- **What you are asked to do**:
Report back every line in the data that includes the string "powered".

Stored items:
• • • • • • •
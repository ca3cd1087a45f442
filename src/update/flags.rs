//! Reduce a command line to the flag names it uses.

/// Arguments starting with this character are treated as flags.
pub const FLAG_PREFIX: char = '-';

/// Return the names of all flags in `args`, dropping any `=value` part.
///
/// Positional arguments are removed entirely so that user-supplied values
/// (image names, paths, tokens) are never reported. Order is preserved.
pub fn extract_flags<I, S>(args: I) -> Vec<String>
where
    I: IntoIterator<Item = S>,
    S: AsRef<str>,
{
    args.into_iter()
        .filter_map(|arg| {
            let arg = arg.as_ref();
            if !arg.starts_with(FLAG_PREFIX) {
                return None;
            }
            let name = arg.split_once('=').map_or(arg, |(name, _)| name);
            Some(name.to_owned())
        })
        .collect()
}
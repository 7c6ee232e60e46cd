//! Read-only status data and the supply-source capability surface.
//!
//! The presentation layer formats its own strings; the core only hands
//! out numbers. Hosts that need to know "can this building hand out
//! items" check the [`SupplySource`] capability instead of matching on
//! concrete device types.

use crate::dispenser::Dispenser;
use crate::fixed::Fixed64;
use crate::id::MaterialKindId;

/// Point-in-time numbers for a status readout.
#[derive(Debug, Clone, Copy, PartialEq, Eq)]
pub struct StatusReport {
    pub processed_reserve: Fixed64,
    pub reserve_capacity: Fixed64,
    pub available_units: u32,
    pub pull_power: Fixed64,
    /// Nominal raw-stat intake per day while processing.
    pub intake_per_day: Fixed64,
    /// Output units gained per day at the nominal intake rate.
    pub projected_units_per_day: Fixed64,
    /// Whether the device can currently make processing progress.
    pub processing: bool,
}

/// Capability of handing out whole items on demand.
pub trait SupplySource {
    /// The kind of item this source produces.
    fn supply_kind(&self) -> MaterialKindId;

    /// Whole units available right now.
    fn units_available(&self) -> u32;

    /// Whether a request would succeed right now. Dispensing draws on the
    /// accumulated reserve, so power is deliberately not consulted.
    fn can_supply_now(&self) -> bool {
        self.units_available() >= 1
    }
}

impl SupplySource for Dispenser {
    fn supply_kind(&self) -> MaterialKindId {
        self.config().output_kind
    }

    fn units_available(&self) -> u32 {
        self.available_units()
    }
}

impl Dispenser {
    /// Snapshot the numbers a status readout needs.
    pub fn status(&self, powered: bool) -> StatusReport {
        StatusReport {
            processed_reserve: self.processed_reserve(),
            reserve_capacity: self.config().reserve_capacity,
            available_units: self.available_units(),
            pull_power: self.pull_power(),
            intake_per_day: self.config().pull_rate_per_day,
            projected_units_per_day: self.config().pull_rate_per_day / self.raw_unit_cost(),
            processing: self.is_processing(powered),
        }
    }
}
• • • • • • •
- **Answer to this exercise**:
    pub fn status(&self, powered: bool) -> StatusReport {
            processing: self.is_processing(powered),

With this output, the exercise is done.